In its report, the Government indicates, in connection with sections 367 and 370 of the Penal Code, that a number of court cases are under way and that the Committee will be informed of the judgements as soon as they have been given. The Committee notes with concern that until now no penalty has been imposed under the provisions of the Penal Code which punish the trafficking, and it reminds the Government in this respect that the Convention requires the exaction of forced labour to be punished as a penal offence by penalties that are really adequate and strictly enforced (Article 25).

The Committee hopes that in its next report the Government will provide information on the measures taken to prevent and combat trafficking in persons, including the court judgements handed down pursuant to sections 367 and 370 of the Penal Code, and copies of the Santa Ana and San Salvador Municipal Codes on the trafficking of women.

2. Overtime in the maquila industry. The Committee noted in its previous observation the comments made by the Inter-Union Commission of El Salvador on the situation of the many workers in maquilas who are required, under threat of dismissal, to work overtime in excess of the limits laid down in the national legislation and without pay. The Committee noted that, according to the above organization, maquila companies set production targets which require employees to work beyond the ordinary working day, without pay and under threat of dismissal.

The Committee requested the Government to provide information on the average number of additional hours worked by workers in the maquila sector and to indicate the measures taken or envisaged to protect workers in this sector against the imposition of compulsory labour.

In its report, the Government states that offices of the Ministry of Labour and Social Welfare have been established in the export processing zones of Exporsalva, American Park and El Progreso and that their role is to serve as mediators after the means of redress afforded by the enterprises have been exhausted. The Committee requests the Government to provide information on the activities of the abovementioned offices, indicating in particular the number of instances in which workers have alleged imposition of labour outside the ordinary working day.
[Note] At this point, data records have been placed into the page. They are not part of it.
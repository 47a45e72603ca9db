//! Typed errors for [`crate::events::bus::SchedulerEventBus`], mirroring the
//! event-bus error taxonomy used elsewhere in the corpus.

use thiserror::Error;

#[derive(Debug, Error)]
pub enum EventBusError {
    #[error("no active subscribers")]
    NoSubscribers,
    #[error("a subscriber lagged behind and missed {0} events")]
    ReceiverLagged(u64),
    #[error("event bus is shut down")]
    Shutdown,
}
//! Pool-wide `maxTasksPerMinute` pacing for the Autoscaled Pool (C3).
//!
//! `SPEC_FULL.md` §9 flags the exact `maxTasksPerMinute` semantics as an
//! ambiguity to resolve, not guess: this implementation chooses a token
//! bucket (continuous refill) over a fixed window, because a fixed window
//! lets a burst at the boundary double the effective rate for an instant,
//! which a token bucket does not. Adapted from the teacher's per-domain
//! crawl rate limiter (`crawl_engine/rate_limiter.rs`), collapsed to a
//! single global bucket since the pool has one pacing budget, not one per
//! domain, and rebuilt on a `parking_lot::Mutex` rather than a packed
//! 128-bit atomic so it only needs stable Rust.

use parking_lot::Mutex;
use std::time::{Duration, Instant};

const TOKEN_SCALE: u64 = 1000;
const RATE_SCALE: u64 = 1_000_000;

#[derive(Debug, Clone, Copy, PartialEq, Eq)]
pub enum RateLimitDecision {
    Allow,
    Deny { retry_after: Duration },
}

struct BucketState {
    tokens: u64,
    last_refill_nanos: u64,
}

/// Token bucket pacing task dispatch to at most `tasks_per_minute`.
pub struct TaskRateLimiter {
    state: Mutex<BucketState>,
    rate_per_nano: u64,
    max_tokens: u64,
    base_time: Instant,
}

impl TaskRateLimiter {
    #[must_use]
    pub fn new(tasks_per_minute: u32) -> Self {
        let rate_per_second = f64::from(tasks_per_minute) / 60.0;
        let max_tokens = (rate_per_second.max(1.0) * TOKEN_SCALE as f64) as u64;
        let rate_per_nano =
            ((rate_per_second * TOKEN_SCALE as f64 * RATE_SCALE as f64) / 1_000_000_000.0) as u64;
        Self {
            state: Mutex::new(BucketState {
                tokens: max_tokens,
                last_refill_nanos: 0,
            }),
            rate_per_nano,
            max_tokens,
            base_time: Instant::now(),
        }
    }

    pub fn try_consume(&self) -> RateLimitDecision {
        let now_nanos = self.base_time.elapsed().as_nanos() as u64;
        let mut state = self.state.lock();
        self.refill(&mut state, now_nanos);

        if state.tokens < TOKEN_SCALE {
            let tokens_needed = TOKEN_SCALE.saturating_sub(state.tokens);
            let nanos_needed = if self.rate_per_nano > 0 {
                tokens_needed.saturating_mul(RATE_SCALE) / self.rate_per_nano
            } else {
                1_000_000
            };
            return RateLimitDecision::Deny {
                retry_after: Duration::from_nanos(nanos_needed),
            };
        }
        state.tokens -= TOKEN_SCALE;
        RateLimitDecision::Allow
    }

    fn refill(&self, state: &mut BucketState, now_nanos: u64) {
        let elapsed_nanos = now_nanos.saturating_sub(state.last_refill_nanos);
        if elapsed_nanos == 0 {
            return;
        }
        let generated =
            (u128::from(elapsed_nanos) * u128::from(self.rate_per_nano) / u128::from(RATE_SCALE)) as u64;
        if generated == 0 {
            return;
        }
        state.tokens = (state.tokens + generated).min(self.max_tokens);
        let consumed_nanos = u128::from(generated) * u128::from(RATE_SCALE)
            / u128::from(self.rate_per_nano.max(1));
        state.last_refill_nanos += consumed_nanos as u64;
    }
}

#[cfg(test)]
mod tests {
    use super::*;

    #[test]
    fn allows_bursts_up_to_the_initial_bucket() {
        let limiter = TaskRateLimiter::new(60); // 1/sec
        assert_eq!(limiter.try_consume(), RateLimitDecision::Allow);
    }

    #[test]
    fn denies_once_the_bucket_is_exhausted() {
        let limiter = TaskRateLimiter::new(60);
        assert_eq!(limiter.try_consume(), RateLimitDecision::Allow);
        let second = limiter.try_consume();
        assert!(matches!(second, RateLimitDecision::Deny { .. }));
    }
}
3. Article 2, paragraph 2(c)Inmates’ consent for work in private enterprises. In its previous observation, the Committee referred to section 107 of the Prisons Act under which "convicted persons shall be obliged to work", and observed that this provision did not allow the inference that work by detainees for private entities is of a voluntary nature.

The Government responds in its report that the abovementioned provision refers to maintenance activities (cleaning, etc.) in prison premises.

The Committee observes, however, that section 112 of the Prisons Act establishes that in every prison an office shall be responsible for assigning work to the inmates (subsection 1) and that the Ministry of Justice may conclude agreements with national or foreign natural or legal persons to organize agricultural, industrial or commercial undertakings (subsection 3).

The Committee reminds the Government that, when a private undertaking is involved in work performed by inmates, the latter must be able to give their consent to the employment relationship and that, moreover, the conditions of work must resemble those of a freely contracted work relationship. The Committee notes with interest in this connection that section 110 of the Prisons Act provides that private entities which engage detainees shall pay no less than the minimum wage required for such work. The Committee requests the Government to indicate whether, pursuant to section 112(3) of the Prisons Act, the Ministry of Justice has concluded agreements with natural or legal persons to organize agricultural, industrial or industrial commercial undertakings. Please also indicate the measures taken or envisaged to ensure that work by detainees for private enterprises is voluntary in nature.